Optimasi sistem ekspresi melibatkan pemilihan kombinasi yang tepat dari sel inang dan vektor ekspresi (Huang, Lin, & Yang, 2012). Untuk sel inang, bakteri Escherichia coli merupakan pilihan utama karena beberapa kelebihan seperti sistem genetikanya yang telah dipelajari secara mendalam dan ketersedian berbagai metode molekular untuk kloning dan ekspresi (Rosano & Ceccarelli, 2014). Plasmid merupakan vektor ekspresi yang sering digunakan untuk produksi protein terapeutik rekombinan dalam skala industri di sel inang E. coli.

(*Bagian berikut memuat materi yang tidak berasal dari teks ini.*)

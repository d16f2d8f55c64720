use async_trait::async_trait;
use secrecy::{ExposeSecret, SecretString};
use serde::{Deserialize, Serialize};
use std::time::Duration;

use super::{ModelRequest, ModelResponse, SummarizationError, Summarizer};

pub const DEFAULT_API_URL: &str = "https://api.openai.com/v1/chat/completions";
pub const DEFAULT_MODEL: &str = "gpt-3.5-turbo";

const TEMPERATURE: f32 = 0.7;
/// Cap on error bodies quoted back to the caller.
const MAX_ERROR_BODY_CHARS: usize = 300;

/// OpenAI-compatible chat completions client.
pub struct RemoteSummarizer {
    api_url: String,
    api_key: SecretString,
    model: String,
    timeout: Duration,
    client: reqwest::Client,
}

impl std::fmt::Debug for RemoteSummarizer {
    fn fmt(&self, f: &mut std::fmt::Formatter<'_>) -> std::fmt::Result {
        f.debug_struct("RemoteSummarizer")
            .field("api_url", &self.api_url)
            .field("api_key", &"[REDACTED]")
            .field("model", &self.model)
            .field("timeout", &self.timeout)
            .finish()
    }
}

impl RemoteSummarizer {
    pub fn new(api_url: impl Into<String>, api_key: SecretString, model: impl Into<String>) -> Self {
        Self {
            api_url: api_url.into(),
            api_key,
            model: model.into(),
            timeout: Duration::from_secs(60),
            client: reqwest::Client::new(),
        }
    }

    pub fn with_timeout(mut self, timeout: Duration) -> Self {
        self.timeout = timeout;
        self
    }

    pub fn model(&self) -> &str {
        &self.model
    }
}

#[async_trait]
impl Summarizer for RemoteSummarizer {
    async fn complete(&self, request: &ModelRequest) -> Result<ModelResponse, SummarizationError> {
        let req_body = ChatRequest {
            model: &self.model,
            messages: vec![
                Message {
                    role: "system",
                    content: &request.system,
                },
                Message {
                    role: "user",
                    content: &request.user,
                },
            ],
            max_tokens: request.max_tokens,
            temperature: TEMPERATURE,
        };

        let response = tokio::time::timeout(
            self.timeout,
            self.client
                .post(&self.api_url)
                .bearer_auth(self.api_key.expose_secret())
                .json(&req_body)
                .send(),
        )
        .await
        .map_err(|_| SummarizationError::ServiceUnavailable("request timed out".into()))?
        .map_err(|e| SummarizationError::ServiceUnavailable(format!("request failed: {e}")))?;

        let status = response.status();
        if !status.is_success() {
            let body = response.text().await.unwrap_or_default();
            tracing::warn!(status = status.as_u16(), "Summarization API returned an error");
            return Err(classify_error(status.as_u16(), &body));
        }

        let body: ChatResponse = response.json().await.map_err(|e| {
            SummarizationError::ServiceUnavailable(format!("malformed response: {e}"))
        })?;

        let text = body
            .choices
            .into_iter()
            .next()
            .and_then(|c| c.message.content)
            .map(|c| c.trim().to_owned())
            .filter(|c| !c.is_empty())
            .ok_or_else(|| {
                SummarizationError::ServiceUnavailable("response contained no completion".into())
            })?;

        Ok(ModelResponse {
            text,
            model: body.model.unwrap_or_else(|| self.model.clone()),
            tokens_used: body.usage.and_then(|u| u.total_tokens),
        })
    }
}

/// Map a non-2xx response onto the error taxonomy.
fn classify_error(status: u16, body: &str) -> SummarizationError {
    let error = serde_json::from_str::<ErrorEnvelope>(body)
        .ok()
        .map(|e| e.error);
    let code = error.as_ref().and_then(|e| e.code.as_deref());
    let message = error
        .as_ref()
        .and_then(|e| e.message.clone())
        .unwrap_or_else(|| body.chars().take(MAX_ERROR_BODY_CHARS).collect());

    if status == 429 || code == Some("insufficient_quota") {
        return SummarizationError::QuotaExceeded;
    }

    match status {
        400..=499 => SummarizationError::InvalidRequest(format!("HTTP {status}: {message}")),
        _ => SummarizationError::ServiceUnavailable(format!("HTTP {status}: {message}")),
    }
}

// OpenAI API request/response structures
#[derive(Debug, Serialize)]
struct ChatRequest<'a> {
    model: &'a str,
    messages: Vec<Message<'a>>,
    max_tokens: u32,
    temperature: f32,
}

#[derive(Debug, Serialize)]
struct Message<'a> {
    role: &'a str,
    content: &'a str,
}

#[derive(Debug, Deserialize)]
struct ChatResponse {
    model: Option<String>,
    choices: Vec<Choice>,
    #[serde(default)]
    usage: Option<Usage>,
}

#[derive(Debug, Deserialize)]
struct Choice {
    message: ChoiceMessage,
}

#[derive(Debug, Deserialize)]
struct ChoiceMessage {
    content: Option<String>,
}

#[derive(Debug, Deserialize)]
struct Usage {
    #[serde(default)]
    total_tokens: Option<i64>,
}

#[derive(Debug, Deserialize)]
struct ErrorEnvelope {
    error: ApiError,
}

#[derive(Debug, Deserialize)]
struct ApiError {
    #[serde(default)]
    message: Option<String>,
    #[serde(default)]
    code: Option<String>,
}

Pemilihan plasmid yang tepat sangat tergantung pada efisiensi transkripsi dan efisiensi translasi yang dimiliki oleh plasmid tersebut. Efisiensi transkripsi bergantung pada jumlah salinan gen dan karakteristik promotor (Huang et al., 2012). Jumlah salinan gen ditentukan oleh jumlah salinan plasmid dimana semakin banyak jumlah salinan plasmid maka semakin banyak juga gen yang tersedia untuk proses transkripsi. Pengunaan plasmid dengan jumlah salinan tinggi menyebabkan peningkatan beban energi yang dibutuhkan oleh sel untuk pemeliharaan jumlah salinan plasmid (Ningsih et al., 2021). Hal ini akhirnya meningkatkan beban metabolism sel dan pada akhirnya dapat menurunkan produksi protein (Jana & Deb, 2005). Ukuran plasmid juga dapat meningkatkan beban metabolisme sel. Semakin besar ukuran plasmid maka semakin besar juga energi yang dikeluarkan sel untuk mereplikasi plasmid tersebut. Plasmid dengan ukuran kecil (<3 kb) biasanya lebih sering digunakan untuk ekspresi protein rekombinan (Huang et al., 2012).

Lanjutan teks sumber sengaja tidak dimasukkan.